Città del Vaticano , giovedì, 6. gennaio, 2022 10:42 (ACI Stampa).
"Da dove è partito il pellegrinaggio dei magi incontro a Gesù? Che cosa ha mosso questi uomini d’Oriente a mettersi in viaggio?". Inizia con queste domande l'omelia di Papa Francesco pronunciata durante la Celebrazione Eucaristica, nella Basilica di San Pietro, per la Solennità dell’Epifania del Signore.
"I magi viaggiano verso Betlemme. Il loro pellegrinaggio parla anche a noi: siamo chiamati a camminare verso Gesù, perché è Lui la stella polare che illumina i cieli della vita e orienta i passi verso la gioia vera. Avevano ottimi alibi per non partire. Erano sapienti e astrologi, avevano fama e ricchezza. Raggiunta una tale sicurezza culturale, sociale ed economica, potevano accomodarsi su ciò che sapevano e su ciò che avevano, starsene tranquilli", dice il Pontefice.
Invece decidono di seguire la stella. "Il loro cuore non si lascia intorpidire nella tana dell’apatia, ma è assetato di luce; non si trascina stanco nella pigrizia, ma è acceso dalla nostalgia di nuovi orizzonti. I loro occhi non sono rivolti alla terra ma sono finestre aperte sul cielo", commenta il Papa.

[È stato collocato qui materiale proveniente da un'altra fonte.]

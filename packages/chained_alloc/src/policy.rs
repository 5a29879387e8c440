use std::alloc::Layout;
use std::ptr::NonNull;

use crate::{AllocError, Result};

/// Describes a request for storage for `count` elements of one layout.
///
/// Requests are type-erased: the element type only shows up as its [`Layout`], which lets a
/// single policy chain serve [`Allocator`][crate::Allocator]s of any element type.
#[derive(Clone, Copy, Debug, Eq, PartialEq)]
pub struct AllocRequest {
    element: Layout,
    count: usize,
    hint: Option<NonNull<u8>>,
}

impl AllocRequest {
    /// Creates a request for `count` elements of layout `element`.
    #[must_use]
    pub fn new(element: Layout, count: usize) -> Self {
        Self {
            element,
            count,
            hint: None,
        }
    }

    /// Attaches a locality hint: a pointer near which the caller would like the storage.
    ///
    /// Policies are free to ignore the hint.
    #[must_use]
    pub fn with_hint(mut self, hint: NonNull<u8>) -> Self {
        self.hint = Some(hint);
        self
    }

    /// Layout of a single element.
    #[must_use]
    pub fn element(&self) -> Layout {
        self.element
    }

    /// Number of elements requested.
    #[must_use]
    pub fn count(&self) -> usize {
        self.count
    }

    /// The locality hint, if any.
    #[must_use]
    pub fn hint(&self) -> Option<NonNull<u8>> {
        self.hint
    }

    /// Total number of bytes requested, saturating at `usize::MAX`.
    #[must_use]
    pub fn size_bytes(&self) -> usize {
        self.element.size().saturating_mul(self.count)
    }

    /// The layout of the whole array of requested elements.
    ///
    /// # Errors
    ///
    /// Returns [`AllocError::CapacityOverflow`] if the array does not fit in `isize::MAX` bytes.
    pub fn array_layout(&self) -> Result<Layout> {
        array_layout(self.element, self.count)
    }
}

/// Describes the release of storage previously obtained via an [`AllocRequest`].
///
/// The element layout and count must match the request that produced the pointer.
///
/// Every policy in the chain sees every release, including the policies after the one that owns
/// the pointer. The owner takes the storage back and forwards the request marked as
/// [released][Self::is_released], so later producers leave the pointer alone while observers
/// still record it.
#[derive(Clone, Copy, Debug, Eq, PartialEq)]
pub struct DeallocRequest {
    ptr: NonNull<u8>,
    element: Layout,
    count: usize,

    /// Set once the policy that owns the pointer has taken the storage back.
    released: bool,
}

impl DeallocRequest {
    /// Creates a request to release `count` elements of layout `element` at `ptr`.
    #[must_use]
    pub fn new(ptr: NonNull<u8>, element: Layout, count: usize) -> Self {
        Self {
            ptr,
            element,
            count,
            released: false,
        }
    }

    /// The same request, marked as already taken back by the policy that owns the pointer.
    #[must_use]
    pub fn into_released(mut self) -> Self {
        self.released = true;
        self
    }

    /// Whether an earlier policy in the chain already took the storage back.
    ///
    /// Policies that produce memory must not release a pointer again once this is set.
    #[must_use]
    pub fn is_released(&self) -> bool {
        self.released
    }

    /// The pointer being released.
    #[must_use]
    pub fn ptr(&self) -> NonNull<u8> {
        self.ptr
    }

    /// Layout of a single element.
    #[must_use]
    pub fn element(&self) -> Layout {
        self.element
    }

    /// Number of elements being released.
    #[must_use]
    pub fn count(&self) -> usize {
        self.count
    }

    /// Total number of bytes being released, saturating at `usize::MAX`.
    #[must_use]
    pub fn size_bytes(&self) -> usize {
        self.element.size().saturating_mul(self.count)
    }

    /// The layout of the whole array of released elements.
    ///
    /// # Errors
    ///
    /// Returns [`AllocError::CapacityOverflow`] if the array does not fit in `isize::MAX` bytes,
    /// which cannot happen for a request that was successfully allocated.
    pub fn array_layout(&self) -> Result<Layout> {
        array_layout(self.element, self.count)
    }
}

fn array_layout(element: Layout, count: usize) -> Result<Layout> {
    let size = element
        .size()
        .checked_mul(count)
        .ok_or(AllocError::CapacityOverflow { count, element })?;

    Layout::from_size_align(size, element.align())
        .map_err(|_| AllocError::CapacityOverflow { count, element })
}

/// Whether an allocator should travel along with the data when a container is copied, moved or
/// swapped, mirroring the propagation traits generic containers consult.
///
/// A chain propagates on an event if any policy in it does.
#[derive(Clone, Copy, Debug, Default, Eq, Hash, PartialEq)]
pub struct Propagation {
    on_copy_assignment: bool,
    on_move_assignment: bool,
    on_swap: bool,
}

impl Propagation {
    /// Never propagates.
    pub const NONE: Self = Self::new(false, false, false);

    /// Propagates on every event.
    pub const ALL: Self = Self::new(true, true, true);

    /// Creates a propagation profile from its individual flags.
    #[must_use]
    pub const fn new(on_copy_assignment: bool, on_move_assignment: bool, on_swap: bool) -> Self {
        Self {
            on_copy_assignment,
            on_move_assignment,
            on_swap,
        }
    }

    /// Whether the allocator is copied along when a container is copy-assigned.
    #[must_use]
    pub const fn on_copy_assignment(&self) -> bool {
        self.on_copy_assignment
    }

    /// Whether the allocator is moved along when a container is move-assigned.
    #[must_use]
    pub const fn on_move_assignment(&self) -> bool {
        self.on_move_assignment
    }

    /// Whether the allocators are exchanged when two containers are swapped.
    #[must_use]
    pub const fn on_swap(&self) -> bool {
        self.on_swap
    }

    /// Field-wise OR of two profiles.
    #[must_use]
    pub const fn union(self, other: Self) -> Self {
        Self::new(
            self.on_copy_assignment || other.on_copy_assignment,
            self.on_move_assignment || other.on_move_assignment,
            self.on_swap || other.on_swap,
        )
    }
}

/// One pluggable allocation strategy in a policy chain.
///
/// A policy sits in a [`Link`][crate::Link] and sees every request before the rest of the chain
/// does. It decides whether to handle the request itself and whether to hand it on to `rest`.
///
/// # Allocation
///
/// `existing` is the pointer produced by the policies processed so far, if any. A policy that
/// sees `Some` must not replace it (first satisfier wins). A policy that sees `None` and can serve
/// the request produces a pointer. Either way the policy forwards the request to `rest`, passing
/// along whatever pointer it has, so every policy after the producer sees the allocation.
/// `Ok(None)` means "nothing produced a pointer", which is not an error by itself.
///
/// # Deallocation
///
/// Unlike allocation, deallocation is not first-wins, and every policy forwards every release to
/// `rest`. A policy that owns the pointer takes the storage back and forwards the request
/// [marked as released][DeallocRequest::into_released]; a policy that produces memory leaves
/// requests that are already marked alone. Observers record every release they see, so they see
/// allocations and releases in pairs wherever they sit in the chain.
///
/// # Capabilities
///
/// [`COMPARABLE`][Self::COMPARABLE] declares whether [`policy_eq()`][Self::policy_eq] carries
/// meaning. Chains compare only their comparable policies, treating the rest as always equal.
///
/// # Safety
///
/// Implementations must uphold the pointer contract that containers rely on: a pointer returned
/// from [`allocate()`][Self::allocate] must be valid for reads and writes of the request's
/// [`array_layout()`][AllocRequest::array_layout] and properly aligned for it, and it must stay
/// valid until it is passed to [`deallocate()`][Self::deallocate] of this policy, a clone of it
/// or a policy it compares equal to.
pub unsafe trait AllocPolicy: Clone {
    /// Whether instances of this policy can be told apart by [`policy_eq()`][Self::policy_eq].
    const COMPARABLE: bool = false;

    /// The propagation profile this policy demands.
    const PROPAGATION: Propagation = Propagation::NONE;

    /// Processes an allocation request, typically forwarding it to `rest`.
    ///
    /// # Errors
    ///
    /// Policies may fail the request outright, for example when a strict policy sees that no
    /// earlier policy produced a pointer.
    fn allocate<R: PolicyChain>(
        &mut self,
        request: &AllocRequest,
        existing: Option<NonNull<u8>>,
        rest: &mut R,
    ) -> Result<Option<NonNull<u8>>>;

    /// Processes a deallocation request, typically forwarding it to `rest`.
    ///
    /// # Safety
    ///
    /// The request must describe a pointer previously returned by `allocate()` on a chain equal to
    /// this one, with the same element layout and count, which has not been deallocated since.
    unsafe fn deallocate<R: PolicyChain>(&mut self, request: &DeallocRequest, rest: &mut R);

    /// Creates the equivalent policy for elements of layout `element`.
    ///
    /// Policies that do not depend on the element layout simply clone themselves.
    #[must_use]
    fn rebind(&self, element: Layout) -> Self {
        let _ = element;
        self.clone()
    }

    /// Whether memory obtained through `self` can be released through `other`.
    ///
    /// Only consulted when [`COMPARABLE`][Self::COMPARABLE] is true.
    fn policy_eq(&self, other: &Self) -> bool {
        let _ = other;
        true
    }

    /// Teardown hook, called once when the link holding this policy is dropped, while the rest of
    /// the chain is still alive.
    ///
    /// Policies that borrowed memory from the rest of the chain return it here.
    fn release<R: PolicyChain>(&mut self, rest: &mut R) {
        let _ = rest;
    }
}

/// An ordered chain of [`AllocPolicy`]s ending in a [`Terminal`][crate::Terminal].
///
/// Implemented by [`Link`][crate::Link] and [`Terminal`][crate::Terminal]; build chains with the
/// [`policy_chain!`][crate::policy_chain] macro.
///
/// # Safety
///
/// Same pointer contract as [`AllocPolicy`], applied to the chain as a whole.
pub unsafe trait PolicyChain: Clone {
    /// Field-wise OR of the propagation profiles of every policy in the chain.
    const PROPAGATION: Propagation;

    /// Runs an allocation request through the chain.
    ///
    /// # Errors
    ///
    /// Returns the first error raised by any policy in the chain.
    fn allocate(
        &mut self,
        request: &AllocRequest,
        existing: Option<NonNull<u8>>,
    ) -> Result<Option<NonNull<u8>>>;

    /// Runs a deallocation request through the chain.
    ///
    /// # Safety
    ///
    /// The request must describe a pointer previously returned by `allocate()` on a chain equal to
    /// this one, with the same element layout and count, which has not been deallocated since.
    unsafe fn deallocate(&mut self, request: &DeallocRequest);

    /// Rebinds every policy in the chain to elements of layout `element`.
    #[must_use]
    fn rebind(&self, element: Layout) -> Self;

    /// Conjunction of [`AllocPolicy::policy_eq()`] over the comparable policies of the chain.
    fn chain_eq(&self, other: &Self) -> bool;
}

#[cfg(test)]
#[cfg_attr(coverage_nightly, coverage(off))]
mod tests {
    use super::*;

    #[test]
    fn array_layout_multiplies_element() {
        let request = AllocRequest::new(Layout::new::<u32>(), 10);

        let layout = request.array_layout().unwrap();
        assert_eq!(layout.size(), 40);
        assert_eq!(layout.align(), 4);
        assert_eq!(request.size_bytes(), 40);
    }

    #[test]
    fn array_layout_overflow_is_reported() {
        let request = AllocRequest::new(Layout::new::<u64>(), usize::MAX);

        assert_eq!(
            request.array_layout(),
            Err(AllocError::CapacityOverflow {
                count: usize::MAX,
                element: Layout::new::<u64>(),
            })
        );
        assert_eq!(request.size_bytes(), usize::MAX);
    }

    #[test]
    fn zero_count_is_a_zero_sized_layout() {
        let request = AllocRequest::new(Layout::new::<u64>(), 0);

        assert_eq!(request.array_layout().unwrap().size(), 0);
    }

    #[test]
    fn hint_is_optional() {
        let mut target = 0_u8;
        let hint = NonNull::from(&mut target);

        let request = AllocRequest::new(Layout::new::<u8>(), 1);
        assert_eq!(request.hint(), None);
        assert_eq!(request.with_hint(hint).hint(), Some(hint));
    }

    #[test]
    fn dealloc_request_reports_bytes() {
        let mut target = [0_u16; 4];
        let ptr = NonNull::from(&mut target).cast::<u8>();

        let request = DeallocRequest::new(ptr, Layout::new::<u16>(), 4);
        assert_eq!(request.ptr(), ptr);
        assert_eq!(request.size_bytes(), 8);
        assert_eq!(request.array_layout().unwrap().size(), 8);
    }

    #[test]
    fn released_mark_keeps_the_rest_of_the_request() {
        let mut target = 0_u32;
        let ptr = NonNull::from(&mut target).cast::<u8>();

        let request = DeallocRequest::new(ptr, Layout::new::<u32>(), 1);
        assert!(!request.is_released());

        let released = request.into_released();
        assert!(released.is_released());
        assert_eq!(released.ptr(), ptr);
        assert_eq!(released.element(), Layout::new::<u32>());
        assert_eq!(released.count(), 1);
        assert_ne!(released, request);
    }

    #[test]
    fn propagation_union_is_field_wise_or() {
        let copy_only = Propagation::new(true, false, false);
        let swap_only = Propagation::new(false, false, true);

        let combined = copy_only.union(swap_only);
        assert!(combined.on_copy_assignment());
        assert!(!combined.on_move_assignment());
        assert!(combined.on_swap());

        assert_eq!(Propagation::NONE.union(Propagation::NONE), Propagation::NONE);
        assert_eq!(Propagation::NONE.union(Propagation::ALL), Propagation::ALL);
        assert_eq!(Propagation::default(), Propagation::NONE);
    }
}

"Questa sana inquietudine, che li ha portati a peregrinare, da dove nasce? Dal desiderio. Ecco il loro segreto interiore: saper desiderare. Meditiamo su questo. Desiderare significa tenere vivo il fuoco che arde dentro di noi e ci spinge a cercare oltre l’immediato, oltre il visibile. È accogliere la vita come un mistero che ci supera, come una fessura sempre aperta che invita a guardare oltre, perché la vita non è “tutta qui”, è anche “altrove”. È come una tela bianca che ha bisogno di ricevere colore. Proprio un grande pittore, Van Gogh, scriveva che il bisogno di Dio lo spingeva a uscire di notte per dipingere le stelle. Sì, perché Dio ci ha fatti così: impastati di desiderio; orientati, come i magi, verso le stelle. Noi siamo ciò che desideriamo", sottolinea il Pontefice nella sua omelia.

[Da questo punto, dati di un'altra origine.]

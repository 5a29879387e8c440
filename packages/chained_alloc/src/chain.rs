use std::alloc::Layout;
use std::ptr::NonNull;

use crate::{AllocPolicy, AllocRequest, DeallocRequest, PolicyChain, Propagation, Result};

/// One policy followed by the rest of a policy chain.
///
/// Requests reach `policy` first; the policy decides how much of the request it hands on to
/// `rest`. Build chains with [`policy_chain!`][crate::policy_chain] rather than nesting links by
/// hand.
///
/// # Teardown
///
/// When a link is dropped, its policy's [`release()`][AllocPolicy::release] hook runs first, with
/// the rest of the chain still alive, and only then are the policy and the rest dropped. This lets
/// a policy return memory it borrowed from further down the chain.
#[derive(Clone, Debug)]
pub struct Link<P: AllocPolicy, R: PolicyChain> {
    policy: P,
    rest: R,
}

impl<P: AllocPolicy, R: PolicyChain> Link<P, R> {
    /// Puts `policy` in front of `rest`.
    #[must_use]
    pub fn new(policy: P, rest: R) -> Self {
        Self { policy, rest }
    }

    /// The policy at the head of this link.
    #[must_use]
    pub fn policy(&self) -> &P {
        &self.policy
    }

    /// The policy at the head of this link.
    #[must_use]
    pub fn policy_mut(&mut self) -> &mut P {
        &mut self.policy
    }

    /// The rest of the chain behind the head policy.
    #[must_use]
    pub fn rest(&self) -> &R {
        &self.rest
    }

    /// The rest of the chain behind the head policy.
    #[must_use]
    pub fn rest_mut(&mut self) -> &mut R {
        &mut self.rest
    }

    /// Borrows the head policy and the rest of the chain at the same time, for calling policy
    /// methods that take the rest of the chain as a parameter.
    #[must_use]
    pub fn split_mut(&mut self) -> (&mut P, &mut R) {
        (&mut self.policy, &mut self.rest)
    }
}

// SAFETY: The link adds no pointers of its own; it only routes requests to the policy, which is
// itself bound by the pointer contract.
unsafe impl<P: AllocPolicy, R: PolicyChain> PolicyChain for Link<P, R> {
    const PROPAGATION: Propagation = P::PROPAGATION.union(R::PROPAGATION);

    #[inline]
    fn allocate(
        &mut self,
        request: &AllocRequest,
        existing: Option<NonNull<u8>>,
    ) -> Result<Option<NonNull<u8>>> {
        self.policy.allocate(request, existing, &mut self.rest)
    }

    #[inline]
    unsafe fn deallocate(&mut self, request: &DeallocRequest) {
        // SAFETY: Forwarding guarantees from the caller.
        unsafe {
            self.policy.deallocate(request, &mut self.rest);
        }
    }

    fn rebind(&self, element: Layout) -> Self {
        Self {
            policy: self.policy.rebind(element),
            rest: self.rest.rebind(element),
        }
    }

    fn chain_eq(&self, other: &Self) -> bool {
        (!P::COMPARABLE || self.policy.policy_eq(&other.policy)) && self.rest.chain_eq(&other.rest)
    }
}

impl<P: AllocPolicy + Default, R: PolicyChain + Default> Default for Link<P, R> {
    fn default() -> Self {
        Self::new(P::default(), R::default())
    }
}

impl<P: AllocPolicy, R: PolicyChain> Drop for Link<P, R> {
    fn drop(&mut self) {
        self.policy.release(&mut self.rest);
    }
}

/// The end of every policy chain.
///
/// Returns whatever pointer the chain produced so far and ignores deallocations. All terminals
/// are equal.
#[derive(Clone, Copy, Debug, Default, Eq, PartialEq)]
#[expect(clippy::exhaustive_structs, reason = "intentionally an empty struct")]
pub struct Terminal;

// SAFETY: The terminal never produces a pointer of its own.
unsafe impl PolicyChain for Terminal {
    const PROPAGATION: Propagation = Propagation::NONE;

    #[inline]
    fn allocate(
        &mut self,
        _request: &AllocRequest,
        existing: Option<NonNull<u8>>,
    ) -> Result<Option<NonNull<u8>>> {
        Ok(existing)
    }

    #[inline]
    unsafe fn deallocate(&mut self, _request: &DeallocRequest) {}

    fn rebind(&self, _element: Layout) -> Self {
        Self
    }

    fn chain_eq(&self, _other: &Self) -> bool {
        true
    }
}

/// Builds a policy chain from a list of policies, in the order requests visit them.
///
/// `policy_chain![a, b, c]` is `Link::new(a, Link::new(b, Link::new(c, Terminal)))`, and
/// `policy_chain![]` is a bare [`Terminal`].
///
/// # Examples
///
/// ```
/// use chained_alloc::{Allocator, HeapPolicy, PoolPolicy, StrictPolicy, policy_chain};
///
/// let chain = policy_chain![PoolPolicy::new(), HeapPolicy, StrictPolicy];
/// let mut allocator = Allocator::<u64, _>::new(chain);
///
/// let ptr = allocator.allocate(1).unwrap();
///
/// // SAFETY: The pointer came from this allocator and is released once.
/// unsafe { allocator.deallocate(ptr, 1) };
/// ```
#[macro_export]
macro_rules! policy_chain {
    () => {
        $crate::Terminal
    };
    ($policy:expr $(, $rest:expr)* $(,)?) => {
        $crate::Link::new($policy, $crate::policy_chain!($($rest),*))
    };
}

#[cfg(test)]
#[cfg_attr(coverage_nightly, coverage(off))]
#[allow(
    clippy::undocumented_unsafe_blocks,
    reason = "test code doesn't need the same safety rigor as production code"
)]
mod tests {
    use std::cell::RefCell;
    use std::rc::Rc;

    use super::*;

    /// Records the order in which policies see requests and teardown.
    #[derive(Clone, Debug)]
    struct Tracer {
        name: &'static str,
        journal: Rc<RefCell<Vec<String>>>,
        id: u32,
    }

    impl Tracer {
        fn new(name: &'static str, journal: &Rc<RefCell<Vec<String>>>) -> Self {
            Self {
                name,
                journal: Rc::clone(journal),
                id: 0,
            }
        }

        fn note(&self, event: &str) {
            self.journal
                .borrow_mut()
                .push(format!("{}:{event}", self.name));
        }
    }

    unsafe impl AllocPolicy for Tracer {
        fn allocate<R: PolicyChain>(
            &mut self,
            request: &AllocRequest,
            existing: Option<NonNull<u8>>,
            rest: &mut R,
        ) -> Result<Option<NonNull<u8>>> {
            self.note("alloc");
            rest.allocate(request, existing)
        }

        unsafe fn deallocate<R: PolicyChain>(&mut self, request: &DeallocRequest, rest: &mut R) {
            self.note("dealloc");
            unsafe { rest.deallocate(request) };
        }

        fn release<R: PolicyChain>(&mut self, _rest: &mut R) {
            self.note("release");
        }
    }

    /// A comparable policy that only compares equal to itself by `id`.
    #[derive(Clone, Debug)]
    struct Tagged(u32);

    unsafe impl AllocPolicy for Tagged {
        const COMPARABLE: bool = true;
        const PROPAGATION: Propagation = Propagation::new(false, true, false);

        fn allocate<R: PolicyChain>(
            &mut self,
            request: &AllocRequest,
            existing: Option<NonNull<u8>>,
            rest: &mut R,
        ) -> Result<Option<NonNull<u8>>> {
            rest.allocate(request, existing)
        }

        unsafe fn deallocate<R: PolicyChain>(&mut self, request: &DeallocRequest, rest: &mut R) {
            unsafe { rest.deallocate(request) };
        }

        fn policy_eq(&self, other: &Self) -> bool {
            self.0 == other.0
        }
    }

    fn dummy_ptr() -> NonNull<u8> {
        NonNull::<u64>::dangling().cast()
    }

    #[test]
    fn terminal_returns_what_it_is_given() {
        let request = AllocRequest::new(Layout::new::<u8>(), 1);

        assert_eq!(Terminal.allocate(&request, None).unwrap(), None);
        assert_eq!(
            Terminal.allocate(&request, Some(dummy_ptr())).unwrap(),
            Some(dummy_ptr())
        );
    }

    #[test]
    fn empty_macro_is_terminal() {
        let chain: Terminal = policy_chain![];
        assert!(chain.chain_eq(&Terminal));
    }

    #[test]
    fn requests_visit_policies_in_order() {
        let journal = Rc::new(RefCell::new(Vec::new()));

        {
            let mut chain = policy_chain![
                Tracer::new("first", &journal),
                Tracer::new("second", &journal),
            ];

            let request = AllocRequest::new(Layout::new::<u32>(), 1);
            let result = chain.allocate(&request, Some(dummy_ptr())).unwrap();
            assert_eq!(result, Some(dummy_ptr()));

            unsafe {
                chain.deallocate(&DeallocRequest::new(dummy_ptr(), Layout::new::<u32>(), 1));
            }
        }

        assert_eq!(
            *journal.borrow(),
            vec![
                "first:alloc",
                "second:alloc",
                "first:dealloc",
                "second:dealloc",
                "first:release",
                "second:release",
            ]
        );
    }

    #[test]
    fn release_runs_once_per_link_instance() {
        let journal = Rc::new(RefCell::new(Vec::new()));

        {
            let chain = policy_chain![Tracer::new("only", &journal)];
            let _copy = chain.clone();
            let _rebound = chain.rebind(Layout::new::<u64>());
        }

        assert_eq!(journal.borrow().len(), 3);
    }

    #[test]
    fn equality_only_consults_comparable_policies() {
        let journal = Rc::new(RefCell::new(Vec::new()));

        let mut first_tracer = Tracer::new("a", &journal);
        first_tracer.id = 1;
        let mut second_tracer = Tracer::new("b", &journal);
        second_tracer.id = 2;

        let a = policy_chain![first_tracer, Tagged(7)];
        let b = policy_chain![second_tracer.clone(), Tagged(7)];
        let c = policy_chain![second_tracer, Tagged(8)];

        // Tracers differ but are not comparable, so they never block equality.
        assert_ne!(a.policy().id, b.policy().id);
        assert!(a.chain_eq(&b));
        assert!(!a.chain_eq(&c));
    }

    #[test]
    fn propagation_is_or_across_chain() {
        type Plain = Link<Tracer, Terminal>;
        type WithTagged = Link<Tracer, Link<Tagged, Terminal>>;

        assert_eq!(Plain::PROPAGATION, Propagation::NONE);
        assert!(WithTagged::PROPAGATION.on_move_assignment());
        assert!(!WithTagged::PROPAGATION.on_copy_assignment());
        assert!(!WithTagged::PROPAGATION.on_swap());
    }

    #[test]
    fn split_mut_exposes_both_halves() {
        let mut chain = policy_chain![Tagged(1), Tagged(2)];

        let (head, rest) = chain.split_mut();
        head.0 = 10;
        rest.policy_mut().0 = 20;

        assert_eq!(chain.policy().0, 10);
        assert_eq!(chain.rest().policy().0, 20);
        assert_eq!(chain.rest_mut().policy().0, 20);
    }
}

Francesco commenta: "Ci fa bene chiederci: a che punto siamo nel viaggio della fede? Non siamo da troppo tempo bloccati, parcheggiati dentro una religione convenzionale, esteriore, formale, che non scalda più il cuore e non cambia la vita? Le nostre parole e i nostri riti innescano nel cuore della gente il desiderio di muoversi incontro a Dio oppure sono “lingua morta”, che parla solo di sé stessa e a sé stessa? È triste quando una comunità di credenti non desidera più e, stanca, si trascina nel gestire le cose invece che lasciarsi spiazzare da Gesù, dalla gioia dirompente e scomodante del Vangelo".